Stored dataset items:
━━━━━━━━━━━━━━━━━━━━

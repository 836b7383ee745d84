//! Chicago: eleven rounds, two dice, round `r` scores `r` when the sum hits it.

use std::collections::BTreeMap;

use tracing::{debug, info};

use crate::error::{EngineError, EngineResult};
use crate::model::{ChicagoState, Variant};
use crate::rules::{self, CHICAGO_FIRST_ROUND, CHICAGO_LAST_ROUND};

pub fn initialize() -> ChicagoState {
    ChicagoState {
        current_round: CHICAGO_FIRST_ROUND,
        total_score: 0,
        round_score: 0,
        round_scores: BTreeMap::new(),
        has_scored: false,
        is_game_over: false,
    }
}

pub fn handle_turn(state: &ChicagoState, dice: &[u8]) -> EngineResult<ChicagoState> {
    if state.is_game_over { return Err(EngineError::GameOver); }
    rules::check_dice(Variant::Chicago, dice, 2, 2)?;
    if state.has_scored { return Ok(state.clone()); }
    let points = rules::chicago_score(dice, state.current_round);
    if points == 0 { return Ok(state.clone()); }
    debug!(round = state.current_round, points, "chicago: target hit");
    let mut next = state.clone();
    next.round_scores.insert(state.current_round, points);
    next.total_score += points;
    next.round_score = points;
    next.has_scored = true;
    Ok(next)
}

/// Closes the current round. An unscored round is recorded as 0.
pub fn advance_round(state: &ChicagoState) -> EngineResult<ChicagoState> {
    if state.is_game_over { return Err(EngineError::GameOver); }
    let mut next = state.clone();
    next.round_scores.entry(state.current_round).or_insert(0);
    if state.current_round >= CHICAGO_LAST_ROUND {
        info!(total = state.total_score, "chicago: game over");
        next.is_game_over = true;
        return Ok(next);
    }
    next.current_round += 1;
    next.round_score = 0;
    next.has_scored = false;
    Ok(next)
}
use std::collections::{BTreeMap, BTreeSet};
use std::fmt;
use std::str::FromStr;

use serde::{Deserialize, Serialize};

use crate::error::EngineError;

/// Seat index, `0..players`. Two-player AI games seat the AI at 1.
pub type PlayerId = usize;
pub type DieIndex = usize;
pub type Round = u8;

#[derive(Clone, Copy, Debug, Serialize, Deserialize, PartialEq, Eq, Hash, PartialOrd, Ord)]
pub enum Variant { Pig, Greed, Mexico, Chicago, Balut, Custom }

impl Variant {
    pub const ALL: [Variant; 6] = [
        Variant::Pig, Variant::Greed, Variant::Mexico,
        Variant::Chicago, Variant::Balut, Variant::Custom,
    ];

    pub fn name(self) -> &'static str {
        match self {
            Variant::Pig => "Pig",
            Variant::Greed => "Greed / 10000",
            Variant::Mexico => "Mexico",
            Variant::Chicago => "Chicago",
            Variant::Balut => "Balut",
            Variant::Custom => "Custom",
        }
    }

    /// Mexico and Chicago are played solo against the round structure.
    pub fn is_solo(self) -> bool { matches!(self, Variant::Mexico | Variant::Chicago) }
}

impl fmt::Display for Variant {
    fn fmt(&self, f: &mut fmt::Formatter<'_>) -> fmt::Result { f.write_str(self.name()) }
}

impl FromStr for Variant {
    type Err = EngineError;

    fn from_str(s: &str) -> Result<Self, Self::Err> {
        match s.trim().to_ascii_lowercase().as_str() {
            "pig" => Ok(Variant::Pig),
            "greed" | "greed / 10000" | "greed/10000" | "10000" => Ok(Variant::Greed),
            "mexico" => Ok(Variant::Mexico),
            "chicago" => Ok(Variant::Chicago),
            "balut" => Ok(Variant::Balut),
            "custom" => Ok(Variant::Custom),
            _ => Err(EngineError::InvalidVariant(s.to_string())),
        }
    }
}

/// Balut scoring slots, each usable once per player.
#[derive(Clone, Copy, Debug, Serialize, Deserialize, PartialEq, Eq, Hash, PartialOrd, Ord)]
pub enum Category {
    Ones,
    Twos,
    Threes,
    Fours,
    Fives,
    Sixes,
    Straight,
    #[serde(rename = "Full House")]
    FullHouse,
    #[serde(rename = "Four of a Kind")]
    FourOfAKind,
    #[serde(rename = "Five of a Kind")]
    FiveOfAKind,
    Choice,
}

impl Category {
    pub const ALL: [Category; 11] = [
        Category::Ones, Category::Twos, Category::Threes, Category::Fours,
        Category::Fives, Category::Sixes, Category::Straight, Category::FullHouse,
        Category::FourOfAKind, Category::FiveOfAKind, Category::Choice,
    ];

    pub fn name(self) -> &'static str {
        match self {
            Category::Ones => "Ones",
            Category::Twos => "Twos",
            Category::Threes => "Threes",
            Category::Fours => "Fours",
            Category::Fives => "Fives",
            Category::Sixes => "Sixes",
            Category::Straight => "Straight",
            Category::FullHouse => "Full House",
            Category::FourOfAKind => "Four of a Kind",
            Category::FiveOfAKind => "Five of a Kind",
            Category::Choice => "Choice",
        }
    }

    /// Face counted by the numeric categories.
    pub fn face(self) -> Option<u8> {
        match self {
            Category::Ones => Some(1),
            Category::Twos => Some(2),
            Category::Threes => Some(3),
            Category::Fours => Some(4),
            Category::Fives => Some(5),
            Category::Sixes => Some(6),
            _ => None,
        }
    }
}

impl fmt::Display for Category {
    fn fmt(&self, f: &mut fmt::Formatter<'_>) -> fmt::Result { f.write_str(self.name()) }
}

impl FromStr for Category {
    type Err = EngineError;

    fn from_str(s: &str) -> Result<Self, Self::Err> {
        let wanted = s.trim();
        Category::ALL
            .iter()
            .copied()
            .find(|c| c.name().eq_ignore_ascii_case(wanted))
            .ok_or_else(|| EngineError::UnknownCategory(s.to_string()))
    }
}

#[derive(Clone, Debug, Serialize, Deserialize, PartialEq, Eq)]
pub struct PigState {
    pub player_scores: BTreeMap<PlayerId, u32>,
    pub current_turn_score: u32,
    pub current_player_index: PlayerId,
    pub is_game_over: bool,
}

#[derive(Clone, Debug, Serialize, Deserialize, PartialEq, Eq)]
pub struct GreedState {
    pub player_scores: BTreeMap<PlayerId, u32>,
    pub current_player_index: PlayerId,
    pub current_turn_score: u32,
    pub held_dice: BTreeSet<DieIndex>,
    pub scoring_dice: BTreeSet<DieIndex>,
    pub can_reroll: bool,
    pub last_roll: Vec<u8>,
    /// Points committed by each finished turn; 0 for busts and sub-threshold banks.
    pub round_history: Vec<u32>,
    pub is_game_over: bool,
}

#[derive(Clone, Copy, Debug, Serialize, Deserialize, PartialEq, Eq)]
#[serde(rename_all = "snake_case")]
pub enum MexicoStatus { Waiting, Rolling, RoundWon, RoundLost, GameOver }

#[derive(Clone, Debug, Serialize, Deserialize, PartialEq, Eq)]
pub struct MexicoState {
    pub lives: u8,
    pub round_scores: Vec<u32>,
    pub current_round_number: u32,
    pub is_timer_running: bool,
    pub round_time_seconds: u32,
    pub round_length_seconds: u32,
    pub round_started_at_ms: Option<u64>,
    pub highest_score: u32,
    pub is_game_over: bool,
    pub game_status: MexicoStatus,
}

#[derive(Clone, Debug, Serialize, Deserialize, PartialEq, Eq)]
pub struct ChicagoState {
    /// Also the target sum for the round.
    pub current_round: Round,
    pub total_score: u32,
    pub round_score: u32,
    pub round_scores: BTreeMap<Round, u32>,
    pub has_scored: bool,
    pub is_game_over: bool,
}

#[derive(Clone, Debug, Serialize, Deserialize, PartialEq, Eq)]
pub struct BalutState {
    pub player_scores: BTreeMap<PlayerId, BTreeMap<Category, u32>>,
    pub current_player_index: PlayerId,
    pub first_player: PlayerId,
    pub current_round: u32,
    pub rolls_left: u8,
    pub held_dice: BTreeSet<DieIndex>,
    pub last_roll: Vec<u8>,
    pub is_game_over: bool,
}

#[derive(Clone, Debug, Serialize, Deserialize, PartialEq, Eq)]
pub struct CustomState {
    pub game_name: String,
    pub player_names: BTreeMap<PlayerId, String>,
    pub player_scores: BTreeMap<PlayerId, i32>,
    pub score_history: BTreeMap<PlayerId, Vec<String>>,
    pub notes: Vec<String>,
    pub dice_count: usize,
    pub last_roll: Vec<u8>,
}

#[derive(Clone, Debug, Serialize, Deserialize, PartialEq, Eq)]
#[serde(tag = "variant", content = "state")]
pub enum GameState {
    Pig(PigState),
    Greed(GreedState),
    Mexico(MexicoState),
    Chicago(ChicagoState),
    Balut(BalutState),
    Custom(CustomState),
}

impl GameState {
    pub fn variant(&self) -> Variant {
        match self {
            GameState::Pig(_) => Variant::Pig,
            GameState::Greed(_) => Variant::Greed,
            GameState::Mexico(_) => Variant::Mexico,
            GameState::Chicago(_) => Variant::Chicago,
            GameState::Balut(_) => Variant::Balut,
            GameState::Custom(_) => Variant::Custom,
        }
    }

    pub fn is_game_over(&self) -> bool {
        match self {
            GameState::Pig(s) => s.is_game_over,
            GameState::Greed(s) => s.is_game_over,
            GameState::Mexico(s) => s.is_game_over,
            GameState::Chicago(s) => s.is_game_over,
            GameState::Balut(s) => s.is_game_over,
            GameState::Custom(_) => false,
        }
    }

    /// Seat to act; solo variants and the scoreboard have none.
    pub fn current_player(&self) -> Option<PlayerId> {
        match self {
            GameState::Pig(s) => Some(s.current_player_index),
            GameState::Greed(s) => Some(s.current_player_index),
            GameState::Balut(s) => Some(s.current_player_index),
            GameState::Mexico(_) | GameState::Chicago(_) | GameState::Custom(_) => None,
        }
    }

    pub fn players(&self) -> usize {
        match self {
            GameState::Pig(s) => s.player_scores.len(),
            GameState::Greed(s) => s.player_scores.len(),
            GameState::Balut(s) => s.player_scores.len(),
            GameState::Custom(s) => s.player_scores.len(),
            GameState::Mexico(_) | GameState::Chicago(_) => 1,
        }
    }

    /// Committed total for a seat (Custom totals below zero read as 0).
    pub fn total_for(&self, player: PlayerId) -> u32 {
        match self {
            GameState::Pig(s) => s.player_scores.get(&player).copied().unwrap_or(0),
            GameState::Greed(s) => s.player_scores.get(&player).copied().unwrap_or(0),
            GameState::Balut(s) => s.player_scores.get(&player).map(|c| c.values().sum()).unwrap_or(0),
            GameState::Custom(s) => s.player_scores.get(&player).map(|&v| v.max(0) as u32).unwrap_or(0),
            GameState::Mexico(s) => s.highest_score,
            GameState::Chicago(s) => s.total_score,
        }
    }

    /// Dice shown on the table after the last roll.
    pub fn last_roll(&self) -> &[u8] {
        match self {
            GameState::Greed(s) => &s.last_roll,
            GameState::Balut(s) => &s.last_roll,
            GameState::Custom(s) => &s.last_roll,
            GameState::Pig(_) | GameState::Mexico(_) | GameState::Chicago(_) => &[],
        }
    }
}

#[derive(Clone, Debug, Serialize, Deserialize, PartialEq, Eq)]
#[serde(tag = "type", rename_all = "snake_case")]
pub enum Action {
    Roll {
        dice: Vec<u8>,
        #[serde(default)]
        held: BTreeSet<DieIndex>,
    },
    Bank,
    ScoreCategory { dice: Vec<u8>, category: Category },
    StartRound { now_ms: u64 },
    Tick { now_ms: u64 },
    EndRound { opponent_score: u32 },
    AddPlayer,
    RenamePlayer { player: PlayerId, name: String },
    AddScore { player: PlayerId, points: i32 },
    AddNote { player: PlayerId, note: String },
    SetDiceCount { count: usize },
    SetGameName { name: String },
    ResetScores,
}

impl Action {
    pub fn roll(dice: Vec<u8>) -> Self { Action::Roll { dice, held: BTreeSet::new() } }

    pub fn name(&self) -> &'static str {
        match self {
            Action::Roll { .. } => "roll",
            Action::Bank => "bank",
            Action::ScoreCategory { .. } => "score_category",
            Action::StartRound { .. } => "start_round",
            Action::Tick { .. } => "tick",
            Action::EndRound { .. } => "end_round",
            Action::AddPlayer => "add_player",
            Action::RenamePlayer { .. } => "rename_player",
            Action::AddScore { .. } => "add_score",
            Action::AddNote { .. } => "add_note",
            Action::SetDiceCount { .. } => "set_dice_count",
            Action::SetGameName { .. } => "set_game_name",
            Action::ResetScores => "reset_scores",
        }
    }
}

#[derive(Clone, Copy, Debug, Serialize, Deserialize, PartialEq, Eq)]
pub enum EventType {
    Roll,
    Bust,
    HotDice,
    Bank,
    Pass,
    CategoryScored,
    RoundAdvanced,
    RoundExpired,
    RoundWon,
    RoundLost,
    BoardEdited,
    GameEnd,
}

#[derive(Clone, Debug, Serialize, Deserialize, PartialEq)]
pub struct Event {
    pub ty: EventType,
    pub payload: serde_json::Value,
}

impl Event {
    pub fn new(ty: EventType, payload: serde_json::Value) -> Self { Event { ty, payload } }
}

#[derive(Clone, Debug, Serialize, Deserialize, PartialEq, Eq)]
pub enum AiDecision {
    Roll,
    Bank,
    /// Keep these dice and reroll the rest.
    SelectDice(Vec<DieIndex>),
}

━━━━━━━━━━━━━━━━━━━━

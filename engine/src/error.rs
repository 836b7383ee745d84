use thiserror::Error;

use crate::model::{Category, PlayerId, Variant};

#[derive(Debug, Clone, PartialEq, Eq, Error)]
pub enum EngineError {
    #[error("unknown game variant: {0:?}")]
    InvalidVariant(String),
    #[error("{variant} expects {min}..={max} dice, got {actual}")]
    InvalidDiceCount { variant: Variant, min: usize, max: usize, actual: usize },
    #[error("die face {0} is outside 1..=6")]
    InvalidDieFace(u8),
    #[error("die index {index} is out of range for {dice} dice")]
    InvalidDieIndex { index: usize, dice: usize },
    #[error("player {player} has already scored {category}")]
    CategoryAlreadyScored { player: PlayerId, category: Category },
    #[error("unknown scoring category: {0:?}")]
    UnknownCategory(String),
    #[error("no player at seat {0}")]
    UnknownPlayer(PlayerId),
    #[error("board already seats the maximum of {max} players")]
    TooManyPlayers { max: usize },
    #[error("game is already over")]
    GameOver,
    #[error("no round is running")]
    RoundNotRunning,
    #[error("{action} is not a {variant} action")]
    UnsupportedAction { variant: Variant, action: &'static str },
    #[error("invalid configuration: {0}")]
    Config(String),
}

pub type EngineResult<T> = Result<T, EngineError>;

━━━━━━━━━━━━━━━━━━━━

**What to do:** Indicate how many lines in the records above contain the word "SetDiceCount", giving only the number.

**Output of the exercise:** 2